Arrests and convictions on the periphery of the party and government will not worry the governing elite. On the contrary, it serves to buff an ANC construct of zealous – if somewhat newly acquired – moral propriety. It’s when the Hawks start pecking in parliamentary precincts that nerves will be tested.

So, the catch that will worry the ANC’s sharks is that of former parliamentary colleague, Vincent Smith. He will be an interesting test of prosecutorial mettle. One of the brighter sparks in a dulled ANC firmament, he is firmly in the radical economic transformation camp of former president Jacob Zuma and, hence, keen to see the humiliation of President Cyril Ramaphosa.

After two decades of frenetic self-gratification in parliament, Smith is well-placed not only to blow the whistle on the Zuma-era looters, but also on those skabengas still in Cabinet and on the national executive committee and on whom Ramaphosa relies upon for survival.

In contrast to fragile indications of pockets of resolve and possible competence in specialist sections of the SA Police Service (Saps) and the National Prosecuting Authority, on the ground nothing has changed. Colleagues in a health nongovernmental organisation (NGO) this week told how their driver and his passengers were abducted, threatened and held to ransom.

The mind-boggling response of Saps was to refuse to intervene. What had happened is that the NGO, to keep their medical staff safe from Covid-19 and infecting patients, had been ferrying them to and from townships. The taxi operators had taken umbrage.

The NGO car was forced to travel in convoy to the taxi rank where the driver received an ultimatum. Pay thousands for a weekly “safe travel” pass or face the consequences. When the NGO roused the police by kicking up a stink, they travelled to where the terrified driver and passengers were being held. Not to make arrests but to negotiate their release.
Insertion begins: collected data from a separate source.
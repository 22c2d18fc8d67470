//! Session store backends
//!
//! Stores hold one opaque blob per shard and return it byte-for-byte. They
//! never look inside the blob; typing happens one layer up in
//! [`SessionCache`](super::SessionCache).

use crate::error::DispatchError;
use async_nats::jetstream::{self, kv};
use async_trait::async_trait;
use bytes::Bytes;
use dashmap::DashMap;
use tracing::info;

/// Durable key/value store with one record per shard.
///
/// Writes for different shards never interact; writes for the same shard
/// are last-write-wins.
#[async_trait]
pub trait SessionStore: Send + Sync {
    async fn get(&self, shard_id: u64) -> Result<Option<Bytes>, DispatchError>;

    async fn put(&self, shard_id: u64, blob: Bytes) -> Result<(), DispatchError>;
}

/// In-process store used in local mode and tests
#[derive(Debug, Default)]
pub struct MemorySessionStore {
    sessions: DashMap<u64, Bytes>,
}

impl MemorySessionStore {
    pub fn new() -> Self {
        Self::default()
    }

    pub fn len(&self) -> usize {
        self.sessions.len()
    }

    pub fn is_empty(&self) -> bool {
        self.sessions.is_empty()
    }
}

#[async_trait]
impl SessionStore for MemorySessionStore {
    async fn get(&self, shard_id: u64) -> Result<Option<Bytes>, DispatchError> {
        Ok(self.sessions.get(&shard_id).map(|blob| blob.clone()))
    }

    async fn put(&self, shard_id: u64, blob: Bytes) -> Result<(), DispatchError> {
        self.sessions.insert(shard_id, blob);
        Ok(())
    }
}

/// JetStream key/value bucket store
///
/// The bucket keeps a single revision per key, so a put replaces any stale
/// session for that shard instead of merging with it.
pub struct KvSessionStore {
    store: kv::Store,
}

impl KvSessionStore {
    /// Open the bucket, creating it on first use
    pub async fn open(js: &jetstream::Context, bucket: &str) -> Result<Self, DispatchError> {
        let store = match js.get_key_value(bucket).await {
            Ok(store) => store,
            Err(_) => {
                info!(bucket, "Creating session bucket");
                js.create_key_value(kv::Config {
                    bucket: bucket.to_string(),
                    description: "Resumable gateway shard sessions".to_string(),
                    history: 1,
                    ..Default::default()
                })
                .await
                .map_err(|e| DispatchError::SubscribeFailed {
                    target: bucket.to_string(),
                    source: Box::new(e),
                })?
            }
        };

        Ok(Self { store })
    }

    fn key(shard_id: u64) -> String {
        format!("shard-{shard_id}")
    }
}

#[async_trait]
impl SessionStore for KvSessionStore {
    async fn get(&self, shard_id: u64) -> Result<Option<Bytes>, DispatchError> {
        self.store
            .get(Self::key(shard_id))
            .await
            .map_err(|e| DispatchError::SessionStore {
                operation: "get",
                shard_id,
                source: Box::new(e),
            })
    }

    async fn put(&self, shard_id: u64, blob: Bytes) -> Result<(), DispatchError> {
        self.store
            .put(Self::key(shard_id), blob)
            .await
            .map(|_revision| ())
            .map_err(|e| DispatchError::SessionStore {
                operation: "put",
                shard_id,
                source: Box::new(e),
            })
    }
}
No further action was taken, or should be expected. The minibus taxi mafia have for a very long time been a law unto themselves in terms of traffic offences, defying pandemic regulations, and – to the judicially untested suspicions of many – being behind the torching of commuter trains, Uber taxis and public bus services.

Now, they appear to be branching into kidnapping and extortion. To be worthy of respect, a government must protect both the rich and the poor, the black and the white, the favoured and the outsiders. The first arrests of those involved in bankrupting the state are only the beginning of an agonising process of repairing hollowed out agencies and institutions.